In section 5, the words from " and also to vote " to " such representative peers " were repealed by section 1(1) of, and part XIII of schedule 1 to, the Statute Law (Repeals) Act 1973, which came into force on 18 July 1973.

The preamble to, sections 2, 5 and 11 of, in section 16, the words from "or any office", where they first occur, to "within this realm", and sections 23 and 24 of, the act were repealed by section 1(1) of, and part XVI of schedule 1 to, the Statute Law (Repeals) Act 1978, which came into force on 31 July 1978.

Section 18 of the 1829 act, "No Roman Catholic to advise the Crown in the appointment to offices in the established church", remains in force in England, Wales and Scotland, but was repealed with respect to Northern Ireland (the Church of Ireland having been disestablished in 1869) by the Statute Law Revision (Northern Ireland) Act 1980. The entire act was repealed in the Republic of Ireland by the Statute Law Revision Act 1983.

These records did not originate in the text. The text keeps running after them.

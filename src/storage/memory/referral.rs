use std::collections::BTreeMap;

use async_trait::async_trait;
use chrono::{DateTime, Utc};

use super::MemoryStore;
use crate::model::{
    Amount, ReferralReward, ReferralStatus, ReferralTracking, ReferrerTotals,
};
use crate::storage::{ReferralStore, ReferrerActivity, Result, StorageError};

fn oldest<'a>(rows: impl Iterator<Item = &'a ReferralTracking>) -> Option<ReferralTracking> {
    rows.min_by(|a, b| {
        a.created_at
            .cmp(&b.created_at)
            .then_with(|| a.id.cmp(&b.id))
    })
    .cloned()
}

fn same_pair(a: &ReferralTracking, b: &ReferralTracking) -> bool {
    a.id != b.id
        && a.referred_id.is_some()
        && a.referrer_id == b.referrer_id
        && a.referred_id == b.referred_id
}

#[async_trait]
impl ReferralStore for MemoryStore {
    async fn get_tracking(&self, tracking_id: &str) -> Result<Option<ReferralTracking>> {
        Ok(self.tables.read().await.tracking.get(tracking_id).cloned())
    }

    async fn find_pending_click(&self, code: &str) -> Result<Option<ReferralTracking>> {
        let tables = self.tables.read().await;
        Ok(oldest(tables.tracking.values().filter(|t| {
            t.referral_code == code
                && t.status == ReferralStatus::Pending
                && t.referred_id.is_none()
        })))
    }

    async fn find_by_referred(&self, referred_id: &str) -> Result<Option<ReferralTracking>> {
        let tables = self.tables.read().await;
        Ok(oldest(
            tables
                .tracking
                .values()
                .filter(|t| t.referred_id.as_deref() == Some(referred_id)),
        ))
    }

    async fn find_by_pair(
        &self,
        referrer_id: &str,
        referred_id: &str,
    ) -> Result<Option<ReferralTracking>> {
        let tables = self.tables.read().await;
        Ok(oldest(tables.tracking.values().filter(|t| {
            t.referrer_id == referrer_id && t.referred_id.as_deref() == Some(referred_id)
        })))
    }

    async fn insert_tracking(&self, tracking: &ReferralTracking) -> Result<()> {
        self.check_referral_writes().await?;
        let mut tables = self.tables.write().await;
        if tables.tracking.contains_key(&tracking.id)
            || tables.tracking.values().any(|t| same_pair(tracking, t))
        {
            return Err(StorageError::Conflict(format!(
                "referral {} -> {:?} already tracked",
                tracking.referrer_id, tracking.referred_id
            )));
        }
        tables
            .tracking
            .insert(tracking.id.clone(), tracking.clone());
        Ok(())
    }

    async fn update_tracking(&self, tracking: &ReferralTracking) -> Result<ReferralTracking> {
        self.check_referral_writes().await?;
        {
            let mut pending = self.tracking_conflicts.write().await;
            if *pending > 0 {
                *pending -= 1;
                return Err(StorageError::Conflict(format!(
                    "injected conflict on referral {}",
                    tracking.id
                )));
            }
        }

        let mut tables = self.tables.write().await;
        let stored_version = tables
            .tracking
            .get(&tracking.id)
            .map(|t| t.version)
            .ok_or_else(|| StorageError::NotFound {
                entity: "referral tracking",
                id: tracking.id.clone(),
            })?;
        if stored_version != tracking.version {
            return Err(StorageError::Conflict(format!(
                "referral {} is at version {}, expected {}",
                tracking.id, stored_version, tracking.version
            )));
        }
        if tables.tracking.values().any(|t| same_pair(tracking, t)) {
            return Err(StorageError::Conflict(format!(
                "referral {} -> {:?} already tracked",
                tracking.referrer_id, tracking.referred_id
            )));
        }

        let mut updated = tracking.clone();
        updated.version += 1;
        tables.tracking.insert(updated.id.clone(), updated.clone());
        Ok(updated)
    }

    async fn list_by_referrer(
        &self,
        referrer_id: &str,
        limit: Option<u64>,
    ) -> Result<Vec<ReferralTracking>> {
        let tables = self.tables.read().await;
        let mut rows: Vec<ReferralTracking> = tables
            .tracking
            .values()
            .filter(|t| t.referrer_id == referrer_id)
            .cloned()
            .collect();
        rows.sort_by(|a, b| {
            b.created_at
                .cmp(&a.created_at)
                .then_with(|| b.id.cmp(&a.id))
        });
        if let Some(limit) = limit {
            rows.truncate(limit as usize);
        }
        Ok(rows)
    }

    async fn grant_reward(&self, reward: &ReferralReward) -> Result<bool> {
        self.check_referral_writes().await?;
        Self::take_failure(&self.reward_failures, "reward grant").await?;
        let mut tables = self.tables.write().await;
        let exists = tables.rewards.iter().any(|r| {
            r.tracking_id == reward.tracking_id && r.description == reward.description
        });
        if exists {
            return Ok(false);
        }
        tables.rewards.push(reward.clone());
        Ok(true)
    }

    async fn rewards_for_tracking(&self, tracking_id: &str) -> Result<Vec<ReferralReward>> {
        let tables = self.tables.read().await;
        Ok(tables
            .rewards
            .iter()
            .filter(|r| r.tracking_id == tracking_id)
            .cloned()
            .collect())
    }

    async fn rewards_for_user(&self, user_id: &str) -> Result<Vec<ReferralReward>> {
        let tables = self.tables.read().await;
        let mut rewards: Vec<ReferralReward> = tables
            .rewards
            .iter()
            .filter(|r| r.user_id == user_id)
            .cloned()
            .collect();
        // Vec order is insertion order; reverse first so equal timestamps
        // still list the latest grant first.
        rewards.reverse();
        rewards.sort_by(|a, b| b.awarded_at.cmp(&a.awarded_at));
        Ok(rewards)
    }

    async fn add_referrer_totals(
        &self,
        user_id: &str,
        referrals: i64,
        donations: Amount,
    ) -> Result<ReferrerTotals> {
        self.check_referral_writes().await?;
        let mut tables = self.tables.write().await;
        let totals = tables
            .referrer_totals
            .entry(user_id.to_string())
            .or_insert_with(|| ReferrerTotals {
                user_id: user_id.to_string(),
                ..ReferrerTotals::default()
            });
        totals.referral_count += referrals;
        totals.referral_donations_total = totals.referral_donations_total + donations;
        Ok(totals.clone())
    }

    async fn referrer_totals(&self, user_id: &str) -> Result<ReferrerTotals> {
        let tables = self.tables.read().await;
        Ok(tables
            .referrer_totals
            .get(user_id)
            .cloned()
            .unwrap_or_else(|| ReferrerTotals {
                user_id: user_id.to_string(),
                ..ReferrerTotals::default()
            }))
    }

    async fn top_referrers(
        &self,
        since: Option<DateTime<Utc>>,
        limit: u64,
    ) -> Result<Vec<ReferrerActivity>> {
        let tables = self.tables.read().await;
        let mut groups: BTreeMap<String, ReferrerActivity> = BTreeMap::new();

        let rows = tables.tracking.values().filter(|t| {
            t.status == ReferralStatus::Donated
                && since.map_or(true, |since| {
                    t.first_donation_at.is_some_and(|first| first >= since)
                })
        });
        for tracking in rows {
            let activity = groups
                .entry(tracking.referrer_id.clone())
                .or_insert_with(|| ReferrerActivity {
                    user_id: tracking.referrer_id.clone(),
                    referral_count: 0,
                    total_donations: Amount::ZERO,
                    donation_count: 0,
                });
            activity.referral_count += 1;
            activity.total_donations = activity.total_donations + tracking.total_donations;
            activity.donation_count += tracking.donation_count;
        }

        let mut ranked: Vec<ReferrerActivity> = groups.into_values().collect();
        ranked.sort_by(|a, b| b.total_donations.cmp(&a.total_donations));
        ranked.truncate(limit as usize);
        Ok(ranked)
    }
}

In February 2025 the UK Government introduced a bill in the House of Commons to repeal a clause from Section 12 of the act, to allow Catholics to hold the office of His Majesty's Lord High Commissioner to the General Assembly of the Church of Scotland. The amendments were made after it was announced that Lady Elish Angiolini KC was expected to be the first Catholic to be appointed to the position.

In September 2026 Prime Minister Andy Burnham announced plans to allow Catholics and Jews to advise the Sovereign on appointments to the Church of England and Church of Scotland, claiming it is "unacceptable for there to be a legislative bar against people of any faith performing all the functions of my office". He confirmed that responsibility for Church appointments has been delegated to the Lord Chancellor.